## TASK DATA:
_____
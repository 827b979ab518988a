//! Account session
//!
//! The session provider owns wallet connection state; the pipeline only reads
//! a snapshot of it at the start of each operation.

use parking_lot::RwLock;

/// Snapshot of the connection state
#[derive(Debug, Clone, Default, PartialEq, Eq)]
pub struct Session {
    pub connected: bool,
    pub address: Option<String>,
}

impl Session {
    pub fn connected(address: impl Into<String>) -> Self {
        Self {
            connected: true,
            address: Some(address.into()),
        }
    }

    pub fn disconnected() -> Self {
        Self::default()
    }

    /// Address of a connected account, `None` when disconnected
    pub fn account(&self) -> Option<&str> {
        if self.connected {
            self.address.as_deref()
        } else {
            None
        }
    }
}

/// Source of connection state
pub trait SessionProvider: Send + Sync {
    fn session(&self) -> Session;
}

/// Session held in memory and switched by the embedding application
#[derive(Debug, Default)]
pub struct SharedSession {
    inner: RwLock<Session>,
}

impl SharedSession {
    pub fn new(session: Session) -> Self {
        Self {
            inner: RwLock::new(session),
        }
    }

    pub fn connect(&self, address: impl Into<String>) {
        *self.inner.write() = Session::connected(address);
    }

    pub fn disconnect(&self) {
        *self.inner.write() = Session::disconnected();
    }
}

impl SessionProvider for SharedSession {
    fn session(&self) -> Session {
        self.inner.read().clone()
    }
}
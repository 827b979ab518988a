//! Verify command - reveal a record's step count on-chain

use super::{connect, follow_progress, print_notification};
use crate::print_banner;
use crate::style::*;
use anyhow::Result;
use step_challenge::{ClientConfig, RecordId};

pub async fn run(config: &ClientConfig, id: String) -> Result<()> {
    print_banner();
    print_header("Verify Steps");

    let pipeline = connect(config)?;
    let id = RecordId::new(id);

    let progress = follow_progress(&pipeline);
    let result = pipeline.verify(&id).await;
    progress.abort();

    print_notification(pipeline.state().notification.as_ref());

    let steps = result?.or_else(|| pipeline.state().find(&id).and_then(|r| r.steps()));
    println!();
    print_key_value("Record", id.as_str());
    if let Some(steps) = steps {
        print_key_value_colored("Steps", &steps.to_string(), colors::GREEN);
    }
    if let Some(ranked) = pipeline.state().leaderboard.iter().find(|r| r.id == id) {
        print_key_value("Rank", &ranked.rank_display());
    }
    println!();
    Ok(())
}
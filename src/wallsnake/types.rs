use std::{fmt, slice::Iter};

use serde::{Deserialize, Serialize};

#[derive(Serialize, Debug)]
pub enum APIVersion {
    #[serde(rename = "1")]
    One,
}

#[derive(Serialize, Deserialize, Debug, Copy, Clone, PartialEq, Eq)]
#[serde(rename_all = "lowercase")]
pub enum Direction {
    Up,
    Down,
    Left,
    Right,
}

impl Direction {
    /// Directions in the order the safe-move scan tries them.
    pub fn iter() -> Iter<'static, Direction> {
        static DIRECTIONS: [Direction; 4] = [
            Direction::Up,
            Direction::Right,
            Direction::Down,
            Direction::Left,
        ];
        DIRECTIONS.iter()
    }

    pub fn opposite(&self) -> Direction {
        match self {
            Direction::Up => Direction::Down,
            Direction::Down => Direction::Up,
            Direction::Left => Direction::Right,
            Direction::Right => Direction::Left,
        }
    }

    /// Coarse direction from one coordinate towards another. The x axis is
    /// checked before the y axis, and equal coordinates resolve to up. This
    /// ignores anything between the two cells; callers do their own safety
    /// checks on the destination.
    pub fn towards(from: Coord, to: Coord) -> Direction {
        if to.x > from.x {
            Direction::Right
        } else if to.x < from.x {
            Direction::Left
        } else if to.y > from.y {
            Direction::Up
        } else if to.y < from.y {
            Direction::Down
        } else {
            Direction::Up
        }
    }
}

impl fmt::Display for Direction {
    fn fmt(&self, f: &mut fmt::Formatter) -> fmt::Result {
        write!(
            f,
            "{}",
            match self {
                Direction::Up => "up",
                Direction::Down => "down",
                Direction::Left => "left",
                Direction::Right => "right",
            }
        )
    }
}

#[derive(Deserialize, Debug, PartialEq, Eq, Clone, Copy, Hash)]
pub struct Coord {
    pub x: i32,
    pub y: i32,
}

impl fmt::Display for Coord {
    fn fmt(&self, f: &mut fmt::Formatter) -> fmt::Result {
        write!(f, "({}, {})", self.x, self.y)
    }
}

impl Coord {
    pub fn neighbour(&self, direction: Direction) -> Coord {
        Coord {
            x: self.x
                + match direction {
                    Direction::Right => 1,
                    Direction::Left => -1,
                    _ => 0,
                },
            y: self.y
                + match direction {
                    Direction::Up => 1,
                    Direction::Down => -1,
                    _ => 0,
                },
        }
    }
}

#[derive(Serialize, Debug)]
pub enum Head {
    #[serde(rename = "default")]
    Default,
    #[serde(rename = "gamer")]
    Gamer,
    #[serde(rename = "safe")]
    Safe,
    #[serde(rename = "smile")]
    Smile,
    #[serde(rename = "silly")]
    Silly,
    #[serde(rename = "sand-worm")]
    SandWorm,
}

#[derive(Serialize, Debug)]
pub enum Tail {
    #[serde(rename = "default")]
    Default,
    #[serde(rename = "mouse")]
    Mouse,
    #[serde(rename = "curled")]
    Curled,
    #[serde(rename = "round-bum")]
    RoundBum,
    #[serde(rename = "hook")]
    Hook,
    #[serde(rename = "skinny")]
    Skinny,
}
_____
## TASK DESCRIPTION:
Your task is an exact transcription of every line above.

## ANSWER TO THIS TASK:
repository 827b979ab518988a
//! Account session
//!
//! The session provider owns wallet connection state; the pipeline only reads
//! a snapshot of it at the start of each operation.

use parking_lot::RwLock;

/// Snapshot of the connection state
#[derive(Debug, Clone, Default, PartialEq, Eq)]
pub struct Session {
    pub connected: bool,
    pub address: Option<String>,
}

impl Session {
    pub fn connected(address: impl Into<String>) -> Self {
        Self {
            connected: true,
            address: Some(address.into()),
        }
    }

    pub fn disconnected() -> Self {
        Self::default()
    }

    /// Address of a connected account, `None` when disconnected
    pub fn account(&self) -> Option<&str> {
        if self.connected {
            self.address.as_deref()
        } else {
            None
        }
    }
}

/// Source of connection state
pub trait SessionProvider: Send + Sync {
    fn session(&self) -> Session;
}

/// Session held in memory and switched by the embedding application
#[derive(Debug, Default)]
pub struct SharedSession {
    inner: RwLock<Session>,
}

impl SharedSession {
    pub fn new(session: Session) -> Self {
        Self {
            inner: RwLock::new(session),
        }
    }

    pub fn connect(&self, address: impl Into<String>) {
        *self.inner.write() = Session::connected(address);
    }

    pub fn disconnect(&self) {
        *self.inner.write() = Session::disconnected();
    }
}

impl SessionProvider for SharedSession {
    fn session(&self) -> Session {
        self.inner.read().clone()
    }
}
repository 827b979ab518988a
//! Verify command - reveal a record's step count on-chain

use super::{connect, follow_progress, print_notification};
use crate::print_banner;
use crate::style::*;
use anyhow::Result;
use step_challenge::{ClientConfig, RecordId};

pub async fn run(config: &ClientConfig, id: String) -> Result<()> {
    print_banner();
    print_header("Verify Steps");

    let pipeline = connect(config)?;
    let id = RecordId::new(id);

    let progress = follow_progress(&pipeline);
    let result = pipeline.verify(&id).await;
    progress.abort();

    print_notification(pipeline.state().notification.as_ref());

    let steps = result?.or_else(|| pipeline.state().find(&id).and_then(|r| r.steps()));
    println!();
    print_key_value("Record", id.as_str());
    if let Some(steps) = steps {
        print_key_value_colored("Steps", &steps.to_string(), colors::GREEN);
    }
    if let Some(ranked) = pipeline.state().leaderboard.iter().find(|r| r.id == id) {
        print_key_value("Rank", &ranked.rank_display());
    }
    println!();
    Ok(())
}
filename src/wallsnake/types.rs
use std::{fmt, slice::Iter};

use serde::{Deserialize, Serialize};

#[derive(Serialize, Debug)]
pub enum APIVersion {
    #[serde(rename = "1")]
    One,
}

#[derive(Serialize, Deserialize, Debug, Copy, Clone, PartialEq, Eq)]
#[serde(rename_all = "lowercase")]
pub enum Direction {
    Up,
    Down,
    Left,
    Right,
}

impl Direction {
    /// Directions in the order the safe-move scan tries them.
    pub fn iter() -> Iter<'static, Direction> {
        static DIRECTIONS: [Direction; 4] = [
            Direction::Up,
            Direction::Right,
            Direction::Down,
            Direction::Left,
        ];
        DIRECTIONS.iter()
    }

    pub fn opposite(&self) -> Direction {
        match self {
            Direction::Up => Direction::Down,
            Direction::Down => Direction::Up,
            Direction::Left => Direction::Right,
            Direction::Right => Direction::Left,
        }
    }

    /// Coarse direction from one coordinate towards another. The x axis is
    /// checked before the y axis, and equal coordinates resolve to up. This
    /// ignores anything between the two cells; callers do their own safety
    /// checks on the destination.
    pub fn towards(from: Coord, to: Coord) -> Direction {
        if to.x > from.x {
            Direction::Right
        } else if to.x < from.x {
            Direction::Left
        } else if to.y > from.y {
            Direction::Up
        } else if to.y < from.y {
            Direction::Down
        } else {
            Direction::Up
        }
    }
}

impl fmt::Display for Direction {
    fn fmt(&self, f: &mut fmt::Formatter) -> fmt::Result {
        write!(
            f,
            "{}",
            match self {
                Direction::Up => "up",
                Direction::Down => "down",
                Direction::Left => "left",
                Direction::Right => "right",
            }
        )
    }
}

#[derive(Deserialize, Debug, PartialEq, Eq, Clone, Copy, Hash)]
pub struct Coord {
    pub x: i32,
    pub y: i32,
}

impl fmt::Display for Coord {
    fn fmt(&self, f: &mut fmt::Formatter) -> fmt::Result {
        write!(f, "({}, {})", self.x, self.y)
    }
}

impl Coord {
    pub fn neighbour(&self, direction: Direction) -> Coord {
        Coord {
            x: self.x
                + match direction {
                    Direction::Right => 1,
                    Direction::Left => -1,
                    _ => 0,
                },
            y: self.y
                + match direction {
                    Direction::Up => 1,
                    Direction::Down => -1,
                    _ => 0,
                },
        }
    }
}

#[derive(Serialize, Debug)]
pub enum Head {
    #[serde(rename = "default")]
    Default,
    #[serde(rename = "gamer")]
    Gamer,
    #[serde(rename = "safe")]
    Safe,
    #[serde(rename = "smile")]
    Smile,
    #[serde(rename = "silly")]
    Silly,
    #[serde(rename = "sand-worm")]
    SandWorm,
}

#[derive(Serialize, Debug)]
pub enum Tail {
    #[serde(rename = "default")]
    Default,
    #[serde(rename = "mouse")]
    Mouse,
    #[serde(rename = "curled")]
    Curled,
    #[serde(rename = "round-bum")]
    RoundBum,
    #[serde(rename = "hook")]
    Hook,
    #[serde(rename = "skinny")]
    Skinny,
}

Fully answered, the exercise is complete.